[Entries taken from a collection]
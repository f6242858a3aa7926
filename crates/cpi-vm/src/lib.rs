//! VM-as-container core of the Docker CPI
//!
//! A director VM is a running container whose name is the VM id. Disk
//! attach and detach rebuild that container with a changed bind list while
//! keeping the id, networks and agent state intact (see [`container`]).
//!
//! Every component receives the engine as an explicit `Arc<dyn Engine>`;
//! [`engines::DockerEngine`] talks to a real daemon and
//! [`engines::MockEngine`] keeps everything in memory for tests.

pub mod agent_env;
pub mod config;
pub mod connect;
pub mod container;
pub mod cpi;
pub mod disk;
pub mod engine;
pub mod engines;
pub mod error;
pub mod factory;
pub mod files;
pub mod init_system;
pub mod locator;
pub mod network;
pub mod props;
pub mod resources;

pub use agent_env::{AgentEnvService, FsAgentEnvService};
pub use config::{ActionsConfig, AgentConfig, CpiConfig, DockerOpts, TlsOpts};
pub use container::{Container, Vm};
pub use cpi::{Cpi, CpiInfo, API_VERSION, STEMCELL_FORMATS};
pub use disk::{Disk, DiskFactory, Volume};
pub use engine::{ContainerSpec, Engine, EngineError, EngineResult, HostResources, Platform};
pub use error::{CpiError, ErrorKind, Phase, Result};
pub use factory::VmFactory;
pub use files::FileService;
pub use init_system::InitSystem;
pub use locator::{DiskLocation, VolumeLocator};
pub use network::{split_endpoints, EndpointSplit, NetworkManager, NetworkSetup};
pub use props::VmProps;
pub use resources::ResourceValidator;
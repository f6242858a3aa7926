//! Director-visible identities

use serde::{Deserialize, Serialize};
use std::fmt;

use crate::error::{Result, SpecError};
use crate::paths;

pub const VM_ID_PREFIX: &str = "c-";
pub const DISK_ID_PREFIX: &str = "vol-";
pub const EPHEMERAL_DISK_ID_PREFIX: &str = "vol-eph-";

macro_rules! string_id {
    ($(#[$meta:meta])* $name:ident) => {
        $(#[$meta])*
        #[derive(Debug, Clone, Default, PartialEq, Eq, Hash, PartialOrd, Ord, Serialize, Deserialize)]
        #[serde(transparent)]
        pub struct $name(String);

        impl $name {
            pub fn new(value: impl Into<String>) -> Self {
                Self(value.into())
            }

            pub fn as_str(&self) -> &str {
                &self.0
            }
        }

        impl fmt::Display for $name {
            fn fmt(&self, f: &mut fmt::Formatter<'_>) -> fmt::Result {
                f.write_str(&self.0)
            }
        }

        impl AsRef<str> for $name {
            fn as_ref(&self) -> &str {
                &self.0
            }
        }
    };
}

string_id!(
    /// VM identity; doubles as the container name
    VmId
);

string_id!(
    /// Disk identity; doubles as the volume name
    DiskId
);

string_id!(
    /// Identity of the in-VM agent, chosen by the director
    AgentId
);

string_id!(
    /// Image reference of an imported stemcell
    StemcellId
);

impl VmId {
    /// Fresh `c-<uuid>` identity.
    pub fn generate() -> Self {
        Self(format!("{VM_ID_PREFIX}{}", uuid::Uuid::new_v4()))
    }

    /// Parse a director-supplied VM id, checking the prefix.
    pub fn parse(value: &str) -> Result<Self> {
        if value.len() > VM_ID_PREFIX.len() && value.starts_with(VM_ID_PREFIX) {
            Ok(Self(value.to_string()))
        } else {
            Err(SpecError::InvalidId {
                kind: "vm",
                value: value.to_string(),
                prefix: VM_ID_PREFIX,
            })
        }
    }

    /// Scratch volume owned by this VM.
    pub fn ephemeral_disk_id(&self) -> DiskId {
        DiskId(format!("{EPHEMERAL_DISK_ID_PREFIX}{}", self.0))
    }
}

impl DiskId {
    /// Fresh `vol-<uuid>` identity.
    pub fn generate() -> Self {
        Self(format!("{DISK_ID_PREFIX}{}", uuid::Uuid::new_v4()))
    }

    /// Parse a director-supplied disk id. Ephemeral ids are never addressable
    /// by the director and are rejected.
    pub fn parse(value: &str) -> Result<Self> {
        let id = Self(value.to_string());
        if value.len() > DISK_ID_PREFIX.len() && value.starts_with(DISK_ID_PREFIX) && !id.is_ephemeral() {
            Ok(id)
        } else {
            Err(SpecError::InvalidId {
                kind: "disk",
                value: value.to_string(),
                prefix: DISK_ID_PREFIX,
            })
        }
    }

    pub fn is_ephemeral(&self) -> bool {
        self.0.starts_with(EPHEMERAL_DISK_ID_PREFIX)
    }
}

/// Mount path handed back to the director on attach
#[derive(Debug, Clone, PartialEq, Eq, Default, Serialize, Deserialize)]
#[serde(transparent)]
pub struct DiskHint(String);

impl DiskHint {
    /// Deterministic in-VM mount path for a persistent disk.
    pub fn for_disk(disk: &DiskId) -> Self {
        Self(format!("{}/{}", paths::PERSISTENT_DISK_ROOT, disk))
    }

    pub fn empty() -> Self {
        Self(String::new())
    }

    pub fn path(&self) -> &str {
        &self.0
    }

    pub fn is_empty(&self) -> bool {
        self.0.is_empty()
    }
}

impl fmt::Display for DiskHint {
    fn fmt(&self, f: &mut fmt::Formatter<'_>) -> fmt::Result {
        f.write_str(&self.0)
    }
}
//! Pre-flight checks on requested resource limits and mounts
//!
//! Runs before any engine object is created. The first failing check wins.

use bollard::models::{HostConfig, Mount, MountTypeEnum, ResourcesUlimits};
use std::sync::Arc;

use crate::engine::{Engine, HostResources};
use crate::error::{CpiError, Result};
use crate::props::VmProps;

/// Smallest memory limit the engine accepts
pub const MIN_MEMORY: i64 = 32 * 1024 * 1024;

/// Memory assumed to be taken by the host itself
pub const SYSTEM_RESERVED_MEMORY: i64 = 1024 * 1024 * 1024;

/// Period applied when a quota is given without one (100ms)
pub const DEFAULT_CPU_PERIOD: i64 = 100_000;

/// Smallest CPU quota (1ms per period)
pub const MIN_CPU_QUOTA: i64 = 1_000;

const NANO_CPUS_PER_CPU: f64 = 1e9;

/// Smallest `NanoCpus` request (0.01 CPU)
pub const MIN_NANO_CPUS: i64 = 10_000_000;

/// Mount targets that would shadow the VM's own system
const PROTECTED_MOUNT_TARGETS: &[&str] = &["/", "/etc", "/usr", "/bin", "/sbin", "/lib", "/lib64"];

/// Bind destinations refused in addition to [`PROTECTED_MOUNT_TARGETS`]
const PROTECTED_BIND_TARGETS: &[&str] = &["/proc", "/sys"];

const BIND_OPTIONS: &[&str] = &[
    "ro", "rw", "z", "Z", "rslave", "rprivate", "rshared", "slave", "private", "shared",
];

fn invalid(message: impl Into<String>) -> CpiError {
    CpiError::Validation(message.into())
}

/// Checks VM properties against host capacity
#[derive(Debug, Clone, Copy, Default)]
pub struct ResourceValidator {
    host: Option<HostResources>,
}

impl ResourceValidator {
    /// Validator for a host with known capacity.
    pub fn new(host: HostResources) -> Self {
        Self { host: Some(host) }
    }

    /// Validator that only runs host-independent checks.
    pub fn without_capacity() -> Self {
        Self { host: None }
    }

    /// Ask the engine for host capacity. When the engine cannot report it,
    /// capacity checks are skipped rather than failing the create.
    pub async fn for_engine(engine: &Arc<dyn Engine>) -> Self {
        match engine.host_resources().await {
            Ok(host) => Self::new(host),
            Err(e) => {
                tracing::warn!(error = %e, "host capacity unavailable, skipping capacity checks");
                Self::without_capacity()
            }
        }
    }

    /// Validate `props`, filling in an unset CPU period when a quota is given.
    pub fn validate(&self, props: &mut VmProps) -> Result<()> {
        let host = &mut props.host_config;
        self.validate_memory(host)?;
        self.validate_cpu(host)?;
        validate_pids_limit(host.pids_limit)?;
        if let Some(ulimits) = &host.ulimits {
            validate_ulimits(ulimits)?;
        }
        if let Some(mounts) = host.mounts.as_mut() {
            for mount in mounts.iter_mut() {
                validate_mount(mount)?;
            }
        }
        if let Some(binds) = &host.binds {
            for bind in binds {
                validate_bind(bind)?;
            }
        }
        Ok(())
    }

    /// Requirements:
    /// - at least [`MIN_MEMORY`] and at most total host memory
    /// - swap ceiling, when set, not below the memory limit
    fn validate_memory(&self, host: &HostConfig) -> Result<()> {
        let memory = host.memory.unwrap_or(0);
        if memory != 0 {
            if memory < 0 {
                return Err(invalid(format!("Memory limit cannot be negative: {memory}")));
            }
            if memory < MIN_MEMORY {
                return Err(invalid(format!(
                    "Memory limit {memory} bytes is below the minimum of {MIN_MEMORY} bytes (32MB)"
                )));
            }
            if let Some(resources) = self.host {
                if memory > resources.total_memory {
                    return Err(invalid(format!(
                        "Memory limit {memory} bytes exceeds host total memory of {} bytes",
                        resources.total_memory
                    )));
                }
                let available = (resources.total_memory - SYSTEM_RESERVED_MEMORY).max(0);
                if memory > available {
                    tracing::warn!(
                        memory,
                        available,
                        "memory limit exceeds memory available after the system reserve"
                    );
                }
            }
        }

        let swap = host.memory_swap.unwrap_or(0);
        if swap > 0 && memory > 0 && swap < memory {
            return Err(invalid(format!(
                "MemorySwap ({swap}) must be larger than Memory limit ({memory})"
            )));
        }
        Ok(())
    }

    fn validate_cpu(&self, host: &mut HostConfig) -> Result<()> {
        let shares = host.cpu_shares.unwrap_or(0);
        if shares < 0 {
            return Err(invalid(format!("CPU shares cannot be negative: {shares}")));
        }

        let quota = host.cpu_quota.unwrap_or(0);
        if quota > 0 {
            let period = match host.cpu_period {
                Some(period) if period > 0 => period,
                _ => {
                    host.cpu_period = Some(DEFAULT_CPU_PERIOD);
                    DEFAULT_CPU_PERIOD
                }
            };
            if quota < MIN_CPU_QUOTA {
                return Err(invalid(format!(
                    "CPU quota {quota} is below the minimum of {MIN_CPU_QUOTA} (1ms)"
                )));
            }
            if let Some(resources) = self.host {
                let requested = quota as f64 / period as f64;
                if requested > resources.cpus as f64 {
                    return Err(invalid(format!(
                        "CPU quota/period implies {requested:.2} CPUs, host has {}",
                        resources.cpus
                    )));
                }
            }
        }

        let nano_cpus = host.nano_cpus.unwrap_or(0);
        if nano_cpus > 0 {
            if let Some(resources) = self.host {
                let requested = nano_cpus as f64 / NANO_CPUS_PER_CPU;
                if requested > resources.cpus as f64 {
                    return Err(invalid(format!(
                        "NanoCpus requests {requested:.2} CPUs, host has {}",
                        resources.cpus
                    )));
                }
            }
            if nano_cpus < MIN_NANO_CPUS {
                return Err(invalid(format!(
                    "NanoCpus {nano_cpus} is below the minimum of {MIN_NANO_CPUS} (0.01 CPU)"
                )));
            }
        }

        if let (Some(cpuset), Some(resources)) = (host.cpuset_cpus.as_deref(), self.host) {
            validate_cpuset(cpuset, resources.cpus)?;
        }
        Ok(())
    }
}

fn validate_pids_limit(limit: Option<i64>) -> Result<()> {
    match limit {
        Some(limit) if limit < 0 => Err(invalid(format!("PIDs limit cannot be negative: {limit}"))),
        _ => Ok(()),
    }
}

/// `CpusetCpus` like `0-3,6`; every CPU must exist on the host.
fn validate_cpuset(cpuset: &str, cpus: i64) -> Result<()> {
    let bad = || invalid(format!("Invalid CpusetCpus '{cpuset}'"));
    for part in cpuset.split(',').map(str::trim).filter(|p| !p.is_empty()) {
        let (start, end) = match part.split_once('-') {
            Some((start, end)) => (start, end),
            None => (part, part),
        };
        let start: i64 = start.trim().parse().map_err(|_| bad())?;
        let end: i64 = end.trim().parse().map_err(|_| bad())?;
        if start > end {
            return Err(bad());
        }
        if end >= cpus {
            return Err(invalid(format!(
                "CpusetCpus '{cpuset}' references CPU {end}, host has {cpus}"
            )));
        }
    }
    Ok(())
}

fn validate_ulimits(ulimits: &[ResourcesUlimits]) -> Result<()> {
    for ulimit in ulimits {
        let name = ulimit.name.as_deref().unwrap_or("");
        let soft = ulimit.soft.unwrap_or(0);
        let hard = ulimit.hard.unwrap_or(0);
        if soft < 0 || hard < 0 {
            return Err(invalid(format!("Ulimit {name} cannot be negative")));
        }
        if soft > hard {
            return Err(invalid(format!(
                "Ulimit {name}: soft limit ({soft}) cannot exceed hard limit ({hard})"
            )));
        }
    }
    Ok(())
}

/// Requirements:
/// - type is bind, volume, tmpfs or npipe; unset means volume
/// - target set and not a protected system directory
/// - bind mounts name a source
/// - tmpfs size not negative
fn validate_mount(mount: &mut Mount) -> Result<()> {
    let typ = match mount.typ {
        None | Some(MountTypeEnum::EMPTY) => {
            mount.typ = Some(MountTypeEnum::VOLUME);
            MountTypeEnum::VOLUME
        }
        Some(
            typ @ (MountTypeEnum::BIND
            | MountTypeEnum::VOLUME
            | MountTypeEnum::TMPFS
            | MountTypeEnum::NPIPE),
        ) => typ,
        Some(other) => return Err(invalid(format!("Invalid mount type: {other}"))),
    };

    let target = mount.target.as_deref().unwrap_or("");
    if target.is_empty() {
        return Err(invalid("Mount target is required"));
    }
    if PROTECTED_MOUNT_TARGETS.contains(&target) {
        return Err(invalid(format!(
            "Mounting over system directory {target} is not allowed"
        )));
    }

    if typ == MountTypeEnum::BIND && mount.source.as_deref().unwrap_or("").is_empty() {
        return Err(invalid(format!("Bind mount to {target} requires a source")));
    }

    if typ == MountTypeEnum::TMPFS {
        if let Some(size) = mount.tmpfs_options.as_ref().and_then(|o| o.size_bytes) {
            if size < 0 {
                return Err(invalid(format!("Tmpfs size cannot be negative: {size}")));
            }
        }
    }
    Ok(())
}

/// `source:dest[:opt,opt]`
fn validate_bind(bind: &str) -> Result<()> {
    let parts: Vec<&str> = bind.split(':').collect();
    if parts.len() < 2 {
        return Err(invalid(format!(
            "Invalid bind format '{bind}', expected source:destination[:options]"
        )));
    }

    let (source, dest) = (parts[0], parts[1]);
    if source.is_empty() || dest.is_empty() {
        return Err(invalid(format!(
            "Bind '{bind}' requires both source and destination"
        )));
    }
    if PROTECTED_MOUNT_TARGETS.contains(&dest) || PROTECTED_BIND_TARGETS.contains(&dest) {
        return Err(invalid(format!(
            "Mounting over system directory {dest} is not allowed"
        )));
    }

    if let Some(options) = parts.get(2) {
        for option in options.split(',') {
            if !BIND_OPTIONS.contains(&option) {
                return Err(invalid(format!("Invalid bind option '{option}' in '{bind}'")));
            }
        }
    }
    Ok(())
}
//! Errors raised while decoding identities, networks and agent settings

use thiserror::Error;

/// Errors raised while interpreting director-supplied data
#[derive(Debug, Error)]
pub enum SpecError {
    /// Identity string does not carry the expected prefix
    #[error("invalid {kind} id '{value}': expected prefix '{prefix}'")]
    InvalidId {
        kind: &'static str,
        value: String,
        prefix: &'static str,
    },

    /// Network address, netmask or subnet could not be interpreted
    #[error("invalid network '{network}': {reason}")]
    InvalidNetwork { network: String, reason: String },

    /// Network cloud properties did not decode
    #[error("invalid cloud properties for network '{network}': {source}")]
    NetworkProperties {
        network: String,
        #[source]
        source: serde_json::Error,
    },

    /// Agent environment could not be encoded or decoded
    #[error("agent env JSON error: {0}")]
    AgentEnv(#[from] serde_json::Error),
}

pub type Result<T, E = SpecError> = std::result::Result<T, E>;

> Goal of the exercise: Return, from the data above, each line in which the string "binds" appears.

> Answer to this problem:
        if let Some(binds) = &host.binds {
            for bind in binds {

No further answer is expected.